Reagan… ¡y acción!

De los 44 presidentes que, hasta la fecha, ha tenido Estados Unidos sólo unos pocos han conseguido cambiar el rumbo de la historia de un modo decisivo. Uno de ellos fue Ronald Reagan, que ostentó el cargo entre 1981 y 1989. La presidencia de EEUU dura como mucho ocho años exactos, muy poco tiempo político para acometer reformas de calado y mantenerse en el poder lo suficiente para ver los resultados y beneficiarse de ellos. Pero Reagan no era político, sino locutor deportivo y galán de Hollywood, por lo que probablemente desconocía ese siniestro cálculo electoral, esa elemental cuestión de incentivos temporales que siempre se le echa en cara a las democracias.

Reagan nació en un mundo muy diferente del que le tocaría gobernar 70 años después. En 1911 Estados Unidos era una potencia de segunda, la Unión Soviética no existía y aún estaban por estallar las dos guerras mundiales que cambiaron la cara del planeta durante el siglo XX. El pequeño Reagan era un pueblerino de Illinois hijo de un vendedor de zapatos poco o nada interesado en la política. Lo que sí se sentía en casa de los Reagan era pasión por los deportes. Por eso el primer empleo del joven Ronald fue de locutor de los partidos que jugaban los Iowa Hawkeyes. Por aquellas retransmisiones cobraba 10 dólares por partido.

El medio oeste pronto se le quedó pequeño. En 1937 viajó hasta California para hacer una prueba de cámara. Su potente voz, curtida durante años delante de los micrófonos, y su encanto personal sedujo a los cazatalentos de la Warner y se llevó el papel protagonista en la película “Love is in the air”. Su carrera como actor duró 28 años en los que rodó más de 60 largometrajes y decenas de telefilmes. No fue el mejor actor del mundo, pero tenía un público fiel, especialmente femenino, que le seguía con fruición.

Su interés por la política creció conforme avanzaba su carrera cinematográfica. Primero fue demócrata, más tarde, influenciado por un ejecutivo de General Electric con el que tenía amistad, fue evolucionando hacia posiciones más conservadoras. En 1962 formalizó su paso al Partido Republicano. Poco a poco fue abandonando los estudios y llenando las tribunas mitineras, en las que ofrecía a la audiencia unos discursos antológicos en los que abogaba por el libre mercado, los impuestos bajos y la necesidad imperiosa de limitar los poderes del Gobierno. En la campaña del 64 consiguió un millón de dólares en donaciones con un solo discurso llamado “Tiempo de elegir”, lo que le catapultó a la gran política.
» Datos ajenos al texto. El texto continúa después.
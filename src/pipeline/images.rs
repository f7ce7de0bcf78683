//! Image XObject inspection and rewriting.
//!
//! Work is split in two so the expensive half can leave the async runtime:
//!
//! 1. [`collect`] walks the object table on the caller's thread, resolving
//!    every indirect value an image needs (geometry, colour space, filter
//!    chain, decode parameters) into an owned [`ImageJob`].
//! 2. [`rewrite`] is pure and `Send`: decode, convert, hand the pixels to the
//!    [`ImageCodec`], and build the replacement stream. The recompression
//!    engine runs it on the blocking pool.
//!
//! Flate layers are size-checked against the declared geometry before lopdf
//! decodes them, so a small stream cannot expand without bound.
//!
//! Any [`SkipReason`] leaves the image exactly as it was.

use crate::error::SkipReason;
use crate::pipeline::encode::{CodecInput, ImageCodec, RawImage};
use flate2::read::ZlibDecoder;
use lopdf::{dictionary, Dictionary, Document, Object, ObjectId, Stream};
use std::io::{self, Read};

/// Reference chains longer than this are treated as broken.
const MAX_DEREF_DEPTH: usize = 16;

/// Headroom over the raw sample size allowed for a Flate-wrapped JPEG.
const JPEG_SLACK: usize = 64 * 1024;

/// Colour model an image's samples are interpreted in.
#[derive(Debug, Clone, Copy, PartialEq, Eq)]
pub enum ColourModel {
    Gray,
    Rgb,
    Cmyk,
}

impl ColourModel {
    pub fn channels(self) -> usize {
        match self {
            ColourModel::Gray => 1,
            ColourModel::Rgb => 3,
            ColourModel::Cmyk => 4,
        }
    }
}

/// How the stored bytes are encoded.
#[derive(Debug, Clone, Copy, PartialEq, Eq)]
pub enum Encoding {
    /// Lossy photographic data, optionally wrapped in a Flate layer.
    Dct { flate: bool },
    /// Raw samples, optionally Flate-compressed.
    Raw { flate: bool },
}

/// Everything [`rewrite`] needs to know about one image, fully resolved.
#[derive(Debug, Clone, PartialEq, Eq)]
pub struct ImageHeader {
    pub width: u32,
    pub height: u32,
    pub colour: ColourModel,
    pub encoding: Encoding,
    /// PNG predictor (10–15) of the Flate layer. Its `Columns`, `Colors` and
    /// `BitsPerComponent` have been checked against the image geometry.
    pub predictor: Option<i64>,
}

impl ImageHeader {
    /// Bytes of 8-bit samples the geometry needs, or `None` on overflow.
    pub fn sample_len(&self) -> Option<usize> {
        (self.width as usize)
            .checked_mul(self.height as usize)?
            .checked_mul(self.colour.channels())
    }

    fn geometry_overflow(&self, actual: usize) -> SkipReason {
        SkipReason::GeometryMismatch {
            expected: usize::MAX,
            actual,
        }
    }
}

/// One image ready for the blocking pool.
#[derive(Debug, Clone)]
pub struct ImageJob {
    pub id: ObjectId,
    pub stream: Stream,
    pub header: ImageHeader,
}

/// Result of [`collect`]: candidates plus the images rejected up front.
#[derive(Debug, Default)]
pub struct Collected {
    pub jobs: Vec<ImageJob>,
    pub skipped: Vec<(ObjectId, SkipReason)>,
}

/// Find every image XObject in `doc` and resolve its header.
pub fn collect(doc: &Document) -> Collected {
    let mut out = Collected::default();
    for (&id, object) in &doc.objects {
        let Object::Stream(stream) = object else {
            continue;
        };
        if !is_image(&stream.dict) {
            continue;
        }
        match read_header(doc, &stream.dict) {
            Ok(header) => out.jobs.push(ImageJob {
                id,
                stream: stream.clone(),
                header,
            }),
            Err(reason) => out.skipped.push((id, reason)),
        }
    }
    out
}

fn is_image(dict: &Dictionary) -> bool {
    matches!(dict.get(b"Subtype").and_then(Object::as_name), Ok(b"Image"))
}

/// Follow indirect references until a direct value is reached.
fn resolve<'a>(doc: &'a Document, mut object: &'a Object) -> Option<&'a Object> {
    for _ in 0..MAX_DEREF_DEPTH {
        match object {
            Object::Reference(id) => object = doc.get_object(*id).ok()?,
            direct => return Some(direct),
        }
    }
    None
}

fn lookup<'a>(doc: &'a Document, dict: &'a Dictionary, key: &[u8]) -> Option<&'a Object> {
    dict.get(key).ok().and_then(|o| resolve(doc, o))
}

fn integer(doc: &Document, dict: &Dictionary, key: &str) -> Result<i64, SkipReason> {
    lookup(doc, dict, key.as_bytes())
        .and_then(|o| o.as_i64().ok())
        .ok_or_else(|| SkipReason::MissingKey(key.to_string()))
}

/// Resolve width, height, bit depth, colour model and filter chain.
pub fn read_header(doc: &Document, dict: &Dictionary) -> Result<ImageHeader, SkipReason> {
    let width = integer(doc, dict, "Width")?;
    let height = integer(doc, dict, "Height")?;
    if width < 2 || height < 2 {
        return Err(SkipReason::TooSmall { width, height });
    }
    let (Ok(width), Ok(height)) = (u32::try_from(width), u32::try_from(height)) else {
        return Err(SkipReason::TooSmall { width, height });
    };

    if matches!(lookup(doc, dict, b"ImageMask"), Some(Object::Boolean(true))) {
        return Err(SkipReason::UnsupportedBitDepth(1));
    }
    let bits = integer(doc, dict, "BitsPerComponent")?;
    if bits != 8 {
        return Err(SkipReason::UnsupportedBitDepth(bits));
    }

    let colour = match lookup(doc, dict, b"ColorSpace") {
        Some(cs) => colour_model(doc, cs)?,
        None => ColourModel::Rgb,
    };

    let filters = filter_names(doc, dict)?;
    let encoding = match filters.as_slice() {
        [] => Encoding::Raw { flate: false },
        [f] if is_flate(f) => Encoding::Raw { flate: true },
        [f] if is_dct(f) => Encoding::Dct { flate: false },
        [a, b] if is_flate(a) && is_dct(b) => Encoding::Dct { flate: true },
        other => {
            let names: Vec<_> = other.iter().map(|n| String::from_utf8_lossy(n)).collect();
            return Err(SkipReason::UnsupportedFilter(names.join(",")));
        }
    };

    let predictor = match encoding {
        Encoding::Raw { flate: true } | Encoding::Dct { flate: true } => {
            let parms = flate_parms(doc, dict);
            read_predictor(doc, parms, encoding, width, colour)?
        }
        _ => None,
    };

    Ok(ImageHeader {
        width,
        height,
        colour,
        encoding,
        predictor,
    })
}

fn is_flate(name: &[u8]) -> bool {
    name == b"FlateDecode" || name == b"Fl"
}

fn is_dct(name: &[u8]) -> bool {
    name == b"DCTDecode" || name == b"DCT"
}

fn filter_names(doc: &Document, dict: &Dictionary) -> Result<Vec<Vec<u8>>, SkipReason> {
    match lookup(doc, dict, b"Filter") {
        None | Some(Object::Null) => Ok(Vec::new()),
        Some(Object::Name(name)) => Ok(vec![name.clone()]),
        Some(Object::Array(items)) => items
            .iter()
            .map(|item| match resolve(doc, item) {
                Some(Object::Name(name)) => Ok(name.clone()),
                _ => Err(SkipReason::MissingKey("Filter".into())),
            })
            .collect(),
        Some(_) => Err(SkipReason::MissingKey("Filter".into())),
    }
}

/// Decode parameters of the Flate layer, which is always the first filter.
fn flate_parms<'a>(doc: &'a Document, dict: &'a Dictionary) -> Option<&'a Dictionary> {
    match lookup(doc, dict, b"DecodeParms")? {
        Object::Dictionary(parms) => Some(parms),
        Object::Array(items) => match resolve(doc, items.first()?)? {
            Object::Dictionary(parms) => Some(parms),
            _ => None,
        },
        _ => None,
    }
}

/// A PNG predictor is only accepted when its row layout is exactly the
/// image's: `Columns` = width, `Colors` = channels, 8 bits per component.
fn read_predictor(
    doc: &Document,
    parms: Option<&Dictionary>,
    encoding: Encoding,
    width: u32,
    colour: ColourModel,
) -> Result<Option<i64>, SkipReason> {
    let Some(parms) = parms else {
        return Ok(None);
    };
    let get = |key: &str, default: i64| {
        lookup(doc, parms, key.as_bytes())
            .and_then(|o| o.as_i64().ok())
            .unwrap_or(default)
    };
    let require = |key: &str, default: i64, expected: usize| {
        let declared = get(key, default);
        match usize::try_from(declared) {
            Ok(actual) if actual == expected => Ok(()),
            Ok(actual) => Err(SkipReason::GeometryMismatch { expected, actual }),
            Err(_) => Err(SkipReason::GeometryMismatch {
                expected,
                actual: 0,
            }),
        }
    };
    match get("Predictor", 1) {
        1 => Ok(None),
        p if p >= 10 && matches!(encoding, Encoding::Raw { .. }) => {
            require("Columns", 1, width as usize)?;
            require("Colors", 1, colour.channels())?;
            require("BitsPerComponent", 8, 8)?;
            Ok(Some(p))
        }
        p => Err(SkipReason::UnsupportedPredictor(p)),
    }
}

fn colour_model(doc: &Document, cs: &Object) -> Result<ColourModel, SkipReason> {
    match cs {
        Object::Name(name) => named_colour_model(name),
        Object::Array(items) => {
            let family = items
                .first()
                .and_then(|o| resolve(doc, o))
                .and_then(|o| o.as_name().ok())
                .ok_or_else(|| SkipReason::MissingKey("ColorSpace".into()))?;
            match family {
                b"ICCBased" => {
                    let n = items
                        .get(1)
                        .and_then(|o| resolve(doc, o))
                        .and_then(|o| o.as_stream().ok())
                        .and_then(|s| lookup(doc, &s.dict, b"N"))
                        .and_then(|o| o.as_i64().ok())
                        .ok_or_else(|| SkipReason::MissingKey("N".into()))?;
                    match n {
                        1 => Ok(ColourModel::Gray),
                        3 => Ok(ColourModel::Rgb),
                        4 => Ok(ColourModel::Cmyk),
                        other => Err(SkipReason::UnsupportedColorSpace(format!(
                            "ICCBased with {other} components"
                        ))),
                    }
                }
                b"CalGray" | b"CalRGB" | b"Lab" => named_colour_model(family),
                other => Err(SkipReason::UnsupportedColorSpace(
                    String::from_utf8_lossy(other).into_owned(),
                )),
            }
        }
        _ => Err(SkipReason::MissingKey("ColorSpace".into())),
    }
}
Fue elegido gobernador de California en 1967, un cargo que ocuparía durante dos mandatos completos. A partir de ahí Reagan se había convertido ya en la fulgurante estrella del republicanismo. En las presidenciales del 80 barrió al buenista a fuer de inoperante Jimmy Carter, que había sumido a Estados Unidos en una de sus mayores crisis económicas y morales. Reagan sabía que el Gobierno no era la solución sino el problema, que América necesitaba reconciliarse con los Padres Fundadores y que todo eso tenía que hacerse ya, sin esperar a que fuese demasiado tarde.

Su programa era sencillo y se basaba en tres o cuatro principios primordiales: libertad (y responsabilidad) de los individuos, recelo del Estado todopoderoso y aborrecimiento sin fisuras de la barbarie totalitaria que, entonces, encarnaba el imperio soviético y sus satélites. Él, ante todo hombre de acción, dejó la literatura a un lado y se puso a reformar. Bajó el tipo máximo del IRPF del 70% al 28%, desreguló numerosos sectores y le ganó la batalla a la inflación galopante de la era Carter. Durante sus años de Gobierno se crearon 20 millones de empleos y el PIB se disparó un 30% en sólo ocho años. El milagro americano de los ochenta se acababa de consumar.

En el exterior hincó el codo, echó un pulso al comunismo y lo ganó rompiendo de un solo golpe la mesa y el muro de la vergüenza que partía Berlín (y el mundo) en dos partes: la de los libres y la de los siervos. En 1989, doscientos años después de que se promulgase la Constitución americana, dejó el poder y se volvió a casa, como Cincinato, como un Washington resucitado y consciente de que “el futuro no pertenece a los pusilánimes sino a los valientes”.